Desmodium strictum

Scientific classification
- Kingdom: Plantae
- Clade: Tracheophytes
- Clade: Angiosperms
- Clade: Eudicots
- Clade: Rosids
- Order: Fabales
- Family: Fabaceae
- Subfamily: Faboideae
- Genus: Desmodium
- Species: D. strictum
- Binomial name: Desmodium strictum (Pursh) DC.

= Desmodium strictum =

- Genus: Desmodium
- Species: strictum
- Authority: (Pursh) DC.

Species of plant

Desmodium strictum, the pineland tick-trefoil or the pinebarren tick-trefoil is a perennial forb in the legume family native to the eastern United States.

== Description ==
Desmodium strictum is an erect, perennial herb ranging from 0.5 to 1.2 meters tall, with stems sparsely to densely covered in uncinate (hooked) puberulence and short pubescence, often becoming nearly glabrous toward the base. Leaves are trifoliolate with terminal leaflets that are linear to narrowly oblong, typically 3–7 cm long and 6–10 times longer than wide. Leaf surfaces are mostly glabrate or minutely puberulent, with sparse short pubescence along the veins on the lower surface and a fine reticulate venation. Stipules are linear-subulate, 2–4 mm long and early deciduous; stipels are persistent. Inflorescences are typically terminal panicles, densely uncinate-puberulent, with pedicels (4) 6–11 mm long. Calyces are densely puberulent and sparsely short-pubescent; petals are purplish and 3–5 mm long. Stamens are diadelphous. Fruits are stipitate loments with 1–3 suborbicular to weakly obovate segments, each 4–6 mm long and 3–4 mm wide, with the upper suture slightly concave or indented. Segments are densely uncinate-puberulent on both surfaces and sutures. The stipe is 1–2 mm long, approximately equal to the calyx but shorter than the staminal remnants.

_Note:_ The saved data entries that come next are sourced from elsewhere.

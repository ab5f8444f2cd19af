//! Trailing rolling means over gappy yearly series.
//!
//! A window only yields a mean when it holds `width` entries whose years
//! form an unbroken run, so a mean is never computed across a data gap.

use std::collections::VecDeque;

/// Widest window accepted, in years.
pub const MAX_WINDOW: usize = 200;

/// Fixed-width trailing window over `C` parallel components.
///
/// Entries are keyed by their position in the qualifying sequence; the
/// year of each entry is kept alongside to check contiguity. Means are
/// summed fresh from the stored entries on every call.
#[derive(Debug, Clone)]
pub struct RollingWindow<const C: usize> {
    width: usize,
    entries: VecDeque<(i32, [f64; C])>,
}

impl<const C: usize> RollingWindow<C> {
    /// Creates an empty window. The width is clamped to `1..=MAX_WINDOW`.
    pub fn new(width: usize) -> Self {
        Self {
            width: width.clamp(1, MAX_WINDOW),
            entries: VecDeque::new(),
        }
    }

    pub fn width(&self) -> usize {
        self.width
    }

    pub fn len(&self) -> usize {
        self.entries.len()
    }

    pub fn is_empty(&self) -> bool {
        self.entries.is_empty()
    }

    /// Pushes the next entry, evicting the oldest one once full, and
    /// returns the trailing mean if the window is now a contiguous run.
    pub fn push(&mut self, year: i32, values: [f64; C]) -> Option<[f64; C]> {
        if self.entries.len() == self.width {
            self.entries.pop_front();
        }
        self.entries.push_back((year, values));

        self.mean()
    }

    /// Full and the oldest entry is exactly `width - 1` years before the newest.
    pub fn is_contiguous(&self) -> bool {
        if self.entries.len() < self.width {
            return false;
        }

        match (self.entries.front(), self.entries.back()) {
            (Some((first, _)), Some((last, _))) => {
                i64::from(*last) - i64::from(*first) == self.width as i64 - 1
            }
            _ => false,
        }
    }

    /// Per-component mean of the current window, if contiguous.
    pub fn mean(&self) -> Option<[f64; C]> {
        if !self.is_contiguous() {
            return None;
        }
        let n = self.width as f64;
        Some(std::array::from_fn(|i| {
            let sum: f64 = self.entries.iter().map(|(_, v)| v[i]).sum();
            if sum.is_finite() {
                sum / n
            } else {
                // overflowed; scale first
                self.entries.iter().map(|(_, v)| v[i] / n).sum()
            }
        }))
    }

    /// Drops all entries.
    pub fn reset(&mut self) {
        self.entries.clear();
    }
}

/// One item yielded by [`RollingMeans`].
#[derive(Debug, Clone, Copy, PartialEq)]
pub struct Windowed<const C: usize> {
    pub year: i32,
    pub values: [f64; C],
    pub mean: Option<[f64; C]>,
}

/// Lazy single-pass adapter attaching trailing means to a yearly series.
pub struct RollingMeans<I, const C: usize> {
    inner: I,
    window: RollingWindow<C>,
}

impl<I, const C: usize> Iterator for RollingMeans<I, C>
where
    I: Iterator<Item = (i32, [f64; C])>,
{
    type Item = Windowed<C>;

    fn next(&mut self) -> Option<Self::Item> {
        let (year, values) = self.inner.next()?;
        let mean = self.window.push(year, values);
        Some(Windowed { year, values, mean })
    }

    fn size_hint(&self) -> (usize, Option<usize>) {
        self.inner.size_hint()
    }
}

/// Wraps `series` so each item carries its `width`-year trailing mean.
pub fn rolling_means<I, const C: usize>(series: I, width: usize) -> RollingMeans<I::IntoIter, C>
where
    I: IntoIterator<Item = (i32, [f64; C])>,
{
    RollingMeans {
        inner: series.into_iter(),
        window: RollingWindow::new(width),
    }
}

#[cfg(test)]
mod tests {
    use super::*;

    fn close(a: f64, b: f64) -> bool {
        (a - b).abs() < 1e-9
    }

    #[test]
    fn test_mean_requires_full_window() {
        let mut w = RollingWindow::<1>::new(3);
        assert_eq!(w.push(2000, [1.0]), None);
        assert_eq!(w.push(2001, [2.0]), None);
        let mean = w.push(2002, [6.0]).unwrap();
        assert!(close(mean[0], 3.0));
        assert_eq!(w.len(), 3);
    }

    #[test]
    fn test_window_slides() {
        let mut w = RollingWindow::<1>::new(2);
        w.push(2000, [1.0]);
        w.push(2001, [3.0]);
        let mean = w.push(2002, [5.0]).unwrap();
        assert!(close(mean[0], 4.0));
        assert_eq!(w.len(), 2);
    }

    #[test]
    fn test_gap_blocks_mean() {
        let mut w = RollingWindow::<1>::new(3);
        w.push(2000, [1.0]);
        w.push(2001, [1.0]);
        assert_eq!(w.push(2003, [1.0]), None);
        assert_eq!(w.push(2004, [1.0]), None);
        assert!(w.push(2005, [1.0]).is_some());
    }

    #[test]
    fn test_components_are_independent() {
        let mut w = RollingWindow::<3>::new(2);
        w.push(2030, [1.0, 2.0, 3.0]);
        let mean = w.push(2031, [3.0, 4.0, 9.0]).unwrap();
        assert!(close(mean[0], 2.0));
        assert!(close(mean[1], 3.0));
        assert!(close(mean[2], 6.0));
    }

    #[test]
    fn test_reset_clears_state() {
        let mut w = RollingWindow::<1>::new(2);
        w.push(2019, [100.0]);
        w.push(2020, [100.0]);
        w.reset();
        assert!(w.is_empty());
        assert_eq!(w.push(2021, [1.0]), None);
        let mean = w.push(2022, [3.0]).unwrap();
        assert!(close(mean[0], 2.0));
    }

    #[test]
    fn test_width_is_clamped() {
        let mut w = RollingWindow::<1>::new(0);
        assert_eq!(w.width(), 1);
        assert_eq!(w.push(1990, [4.5]), Some([4.5]));

        let wide = RollingWindow::<1>::new(usize::MAX);
        assert_eq!(wide.width(), MAX_WINDOW);
    }

    #[test]
    fn test_large_value_leaves_no_residue() {
        let mut w = RollingWindow::<1>::new(5);
        w.push(2000, [1e15]);
        let mut last = None;
        for year in 2001..=2010 {
            last = w.push(year, [0.01]);
        }
        assert!(close(last.unwrap()[0], 0.01));
    }

    #[test]
    fn test_huge_values_do_not_overflow() {
        let mut w = RollingWindow::<1>::new(2);
        w.push(2000, [f64::MAX]);
        let mean = w.push(2001, [f64::MAX]).unwrap();
        assert!(mean[0].is_finite());
    }

    #[test]
    fn test_rolling_means_iterator() {
        let series = vec![(2000, [2.0]), (2001, [4.0]), (2002, [6.0]), (2004, [8.0])];
        let out: Vec<_> = rolling_means(series, 2).collect();

        assert_eq!(out.len(), 4);
        assert_eq!(out[0].mean, None);
        assert!(close(out[1].mean.unwrap()[0], 3.0));
        assert!(close(out[2].mean.unwrap()[0], 5.0));
        assert_eq!(out[3].mean, None);
        assert_eq!(out[3].values, [8.0]);
    }
}
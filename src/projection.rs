//! Rolling statistics over a low/median/high multi-model envelope,
//! split into a historical and a projected period.

use serde::Serialize;
use tracing::debug;

use crate::observation::DEFAULT_WINDOW;
use crate::plot::{BandPoint, LinePoint};
use crate::range::{AxisRange, RangeTracker};
use crate::record::{YearIndex, YearRecord};
use crate::series::EnvelopePoint;
use crate::window::RollingWindow;

/// Last year of the historical period.
pub const DEFAULT_BOUNDARY_YEAR: i32 = 2020;

/// Mean of the median component over each period.
#[derive(Debug, Clone, Copy, Default, PartialEq, Serialize)]
pub struct PeriodMeans {
    pub historical: Option<f64>,
    pub projected: Option<f64>,
    /// First year after the boundary, if the series reaches it.
    pub split_year: Option<i32>,
}

/// Result of [`ProjectionAggregator::summarize`].
#[derive(Debug, Clone, Default, PartialEq, Serialize)]
pub struct ProjectionSummary {
    pub by_year: YearIndex,
    pub year_range: Option<AxisRange<i32>>,
    pub value_range: Option<AxisRange<f64>>,
    pub historical_band: Vec<BandPoint>,
    pub projected_band: Vec<BandPoint>,
    /// Trailing mean of the median, across both periods.
    pub smoothed_line: Vec<LinePoint>,
    pub period_means: PeriodMeans,
    pub points: usize,
    /// Envelopes dropped for a non-finite component.
    pub skipped: usize,
}

#[derive(Default)]
struct PeriodTotal {
    sum: f64,
    count: usize,
}

impl PeriodTotal {
    fn add(&mut self, v: f64) {
        self.sum += v;
        self.count += 1;
    }

    fn mean(&self) -> Option<f64> {
        (self.count > 0).then(|| self.sum / self.count as f64)
    }
}

/// Multi-series aggregator with a hard period boundary.
#[derive(Debug, Clone, Copy)]
pub struct ProjectionAggregator {
    window: usize,
    boundary_year: i32,
}

impl Default for ProjectionAggregator {
    fn default() -> Self {
        Self::new(DEFAULT_WINDOW, DEFAULT_BOUNDARY_YEAR)
    }
}

impl ProjectionAggregator {
    pub fn new(window: usize, boundary_year: i32) -> Self {
        Self {
            window,
            boundary_year,
        }
    }

    pub fn boundary_year(&self) -> i32 {
        self.boundary_year
    }

    /// Summarizes a year-ascending envelope series.
    ///
    /// The rolling window and the period total restart at the first year
    /// past the boundary, so no projected mean ever includes a historical
    /// value. Envelopes with a non-finite component are skipped like a
    /// missing year. The summary is returned even when too short to chart.
    pub fn summarize(&self, series: &[EnvelopePoint]) -> ProjectionSummary {
        let mut summary = ProjectionSummary::default();
        let mut years = RangeTracker::new();
        let mut values = RangeTracker::new();
        let mut window = RollingWindow::<3>::new(self.window);
        let mut total = PeriodTotal::default();
        let mut projected = false;

        for point in series {
            let year = point.year;
            let v = point.rounded();
            if !v.iter().all(|c| c.is_finite()) {
                summary.skipped += 1;
                continue;
            }

            years.include(year);
            values.include(v[0]);
            values.include(v[2]);

            if !projected && year > self.boundary_year {
                summary.period_means.historical = total.mean();
                summary.period_means.split_year = Some(year);
                total = PeriodTotal::default();
                window.reset();
                projected = true;
                debug!(year, historical = ?summary.period_means.historical, "Crossed period boundary");
            }

            total.add(v[1]);
            let mean = window.push(year, v);

            if let Some(m) = mean {
                let band = BandPoint::from_envelope(year, m);
                summary.smoothed_line.push(band.median_point());
                if projected {
                    summary.projected_band.push(band);
                } else {
                    summary.historical_band.push(band);
                }
            }

            summary.by_year.insert(year, YearRecord::projection(v, mean));
            summary.points += 1;
        }

        if projected {
            summary.period_means.projected = total.mean();
        } else {
            summary.period_means.historical = total.mean();
        }

        summary.year_range = years.finish();
        summary.value_range = values.finish();

        debug!(
            points = summary.points,
            skipped = summary.skipped,
            historical_band = summary.historical_band.len(),
            projected_band = summary.projected_band.len(),
            "Projection series summarized"
        );

        summary
    }
}
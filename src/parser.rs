//! JSON decoding of data-service payloads into input series.
//!
//! Station payloads carry one reading per date key:
//! `{"data": [["2015-01-01", "12.3"], ["2016-01-01", "M"]]}`.
//! Grid payloads key each date by station id, with projections as
//! `[low, median, high]` triples:
//! `{"data": [[date, {sid: 1.2}]], "proj": [[date, {sid: [0.5, 1.1, 1.9]}]]}`.

use anyhow::{Context, Result, anyhow};
use chrono::{Datelike, NaiveDate};
use serde::Deserialize;
use serde_json::Value;
use std::collections::HashMap;
use tracing::warn;

use crate::series::{EnvelopePoint, RawPoint, Reading};

#[derive(Debug, Deserialize)]
struct StationPayload {
    #[serde(default)]
    data: Option<Vec<(String, Value)>>,
}

#[derive(Debug, Deserialize)]
struct GridPayload {
    #[serde(default)]
    data: Option<Vec<(String, HashMap<String, Value>)>>,
    #[serde(default)]
    proj: Option<Vec<(String, HashMap<String, Value>)>>,
}

/// Both series of a grid payload for one station.
#[derive(Debug, Clone, Default, PartialEq)]
pub struct GridSeries {
    pub observed: Vec<RawPoint>,
    pub projected: Vec<EnvelopePoint>,
}

/// Extracts the year from a `YYYY`, `YYYY-MM` or `YYYY-MM-DD` key.
///
/// The year is exactly four digits; a full date must also be a real
/// calendar day.
pub fn parse_year(key: &str) -> Result<i32> {
    let invalid = || anyhow!("invalid date key {key:?}");

    let (year, rest) = key.split_at_checked(4).ok_or_else(invalid)?;
    if !year.bytes().all(|b| b.is_ascii_digit()) || !(rest.is_empty() || rest.starts_with('-')) {
        return Err(invalid());
    }

    if rest.len() > "-MM".len() {
        let (date, _) = NaiveDate::parse_and_remainder(key, "%Y-%m-%d")
            .with_context(|| format!("invalid date key {key:?}"))?;
        return Ok(date.year());
    }
    Ok(year.parse()?)
}

/// Maps a JSON value to a reading: flags and numeric strings are decoded,
/// anything else is missing.
pub fn reading_from_value(value: &Value) -> Reading {
    match value {
        Value::String(s) => Reading::parse(s),
        Value::Number(n) => n.as_f64().map(Reading::from_f64).unwrap_or(Reading::Missing),
        _ => Reading::Missing,
    }
}

fn component(value: &Value) -> Option<f64> {
    let v = match value {
        Value::Number(n) => n.as_f64()?,
        Value::String(s) => s.trim().parse::<f64>().ok()?,
        _ => return None,
    };
    v.is_finite().then_some(v)
}

/// Decodes a `[low, median, high]` triple.
pub fn envelope_from_value(value: &Value) -> Option<[f64; 3]> {
    match value.as_array()?.as_slice() {
        [low, median, high] => Some([component(low)?, component(median)?, component(high)?]),
        _ => None,
    }
}

/// Decodes a station payload into a year-ascending series.
pub fn parse_station(json: &str) -> Result<Vec<RawPoint>> {
    let payload: StationPayload =
        serde_json::from_str(json).context("failed to decode station payload")?;

    let mut series = payload
        .data
        .unwrap_or_default()
        .iter()
        .map(|(key, value)| Ok(RawPoint::new(parse_year(key)?, reading_from_value(value))))
        .collect::<Result<Vec<_>>>()?;

    series.sort_by_key(|p| p.year);
    Ok(series)
}

/// Decodes the observed and projected series for station `sid` from a
/// grid payload. A date without an entry for `sid` counts as missing.
pub fn parse_grid(json: &str, sid: &str) -> Result<GridSeries> {
    let payload: GridPayload =
        serde_json::from_str(json).context("failed to decode grid payload")?;

    let mut observed = Vec::new();
    for (key, by_sid) in payload.data.unwrap_or_default() {
        let reading = by_sid
            .get(sid)
            .map(reading_from_value)
            .unwrap_or(Reading::Missing);
        observed.push(RawPoint::new(parse_year(&key)?, reading));
    }

    let mut projected = Vec::new();
    let mut malformed = 0usize;
    for (key, by_sid) in payload.proj.unwrap_or_default() {
        let year = parse_year(&key)?;
        match by_sid.get(sid).and_then(envelope_from_value) {
            Some([low, median, high]) => projected.push(EnvelopePoint::new(year, low, median, high)),
            None => malformed += 1,
        }
    }
    if malformed > 0 {
        warn!(sid, malformed, "Dropped projection entries without a usable envelope");
    }

    observed.sort_by_key(|p| p.year);
    projected.sort_by_key(|p| p.year);

    Ok(GridSeries {
        observed,
        projected,
    })
}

== Distribution and habitat ==
Desmodium strictum is found from southern New Jersey to southern Florida and west to western Louisiana. It grows in longleaf pine sandhills and other dry woodlands.

== Ecology ==
Desmodium strictum flowers July through August and fruits from August to October. It lacks a hard seed coat, and is therefore not capable of forming long-term persistent seed banks, readily germinating within one year after it is dispersed. It thrives in frequently burned habitats (1-2 year interval) and does best under winter and spring burn regiments.